No. An online degree format provides a student the opportunity for education where brick-and-mortar is simply not an option.
They do not meet at a specific time or place, but the challenge for the student is creating a learning space in their own environment that will inspire them to keep up with the course work, especially for those who have been out of school for a while or are just entering school for the first time. These students are not "technology natives," and they need/demand excellent support.
Students who are transferring from a traditional brick-and-mortar learning background after a few years may find themselves needing the flexibility of the online environment. Students may grapple with allowing their minds to think differently and adapting to the new learning style.
Students must possess comprehensive reading skills, great time management skills, and a self-motivated personality. A student should be their own best advocate and never settle for less. Be proactive, ask lots of questions, and don't apologize for asking them.

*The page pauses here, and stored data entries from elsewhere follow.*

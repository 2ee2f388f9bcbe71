use crate::tracking::TrackingRecord;

/// Whether `current` is a new observation compared to the last one seen.
///
/// Compares every field of the record, not only the ones that end up in
/// the notification text. Any difference counts, so a change to the
/// response header alone still triggers a notification.
pub fn has_changed(previous: Option<&TrackingRecord>, current: &TrackingRecord) -> bool {
    previous != Some(current)
}

/// Names of the fields that differ between two records, for logging.
pub fn changed_fields(old: &TrackingRecord, new: &TrackingRecord) -> Vec<&'static str> {
    let (old_van, new_van) = (&old.shipment.van, &new.shipment.van);

    [
        ("header.response", old.header != new.header),
        ("orderNumbers", old.order_numbers != new.order_numbers),
        (
            "shipment.actualLoadDate",
            old.shipment.actual_load_date != new.shipment.actual_load_date,
        ),
        (
            "van.lastReportedCity",
            old_van.last_reported_city != new_van.last_reported_city,
        ),
        (
            "van.lastReportedState",
            old_van.last_reported_state != new_van.last_reported_state,
        ),
        (
            "van.lastReportedDateTime",
            old_van.last_reported_date_time != new_van.last_reported_date_time,
        ),
        ("van.trackingCity", old_van.tracking_city != new_van.tracking_city),
        ("van.trackingState", old_van.tracking_state != new_van.tracking_state),
        ("van.trackingDate", old_van.tracking_date != new_van.tracking_date),
        ("van.trackingTime", old_van.tracking_time != new_van.tracking_time),
        (
            "van.trackingDirection",
            old_van.tracking_direction != new_van.tracking_direction,
        ),
        ("van.trackingMiles", old_van.tracking_miles != new_van.tracking_miles),
    ]
    .into_iter()
    .filter_map(|(name, differs)| differs.then_some(name))
    .collect()
}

- Have opinions of fully online programs changed in the recent years?
Absolutely. Students need degree completion options. These options provide access to higher paying jobs. Stackable credentials are a must.
- Do employers respect online bachelor's degrees?
The direct answer is yes. Employers applaud educational institutions who have built online programs to meet the needs of their industry demands and the needs of their employees. The employee benefits from the educational opportunity while being able to continue working.
- How much work is it to get an online bachelor's degree? How much time does it take?
The degree of "work" is dependent upon the prior knowledge of the student. Most classes require about 6-9 hours per week. I offer this online readiness quiz to put it into perspective
- Can a student earn an online bachelor's degree while simultaneously working full time?
Yes. We have many students at Clarion University of Pennsylvania who work full time and are enrolled in courses. There is no time limit, and it is up to the student to decide (with the help of their academic advisor) how many classes to take each semester.
We want our students to complete their degree in a timely manner and excel academically! No one knows the student's time constraints better than the student.
- Who is the ideal student for an online bachelor's program?
Ideal students are those who possess comprehensive reading skills, great time management skills, and a self-motivated personality. A student must be honest with themselves about what career and family commitments they have and be able to discern how much time they can realistically devote to their academic pursuits. We are here to support them in this critical decision.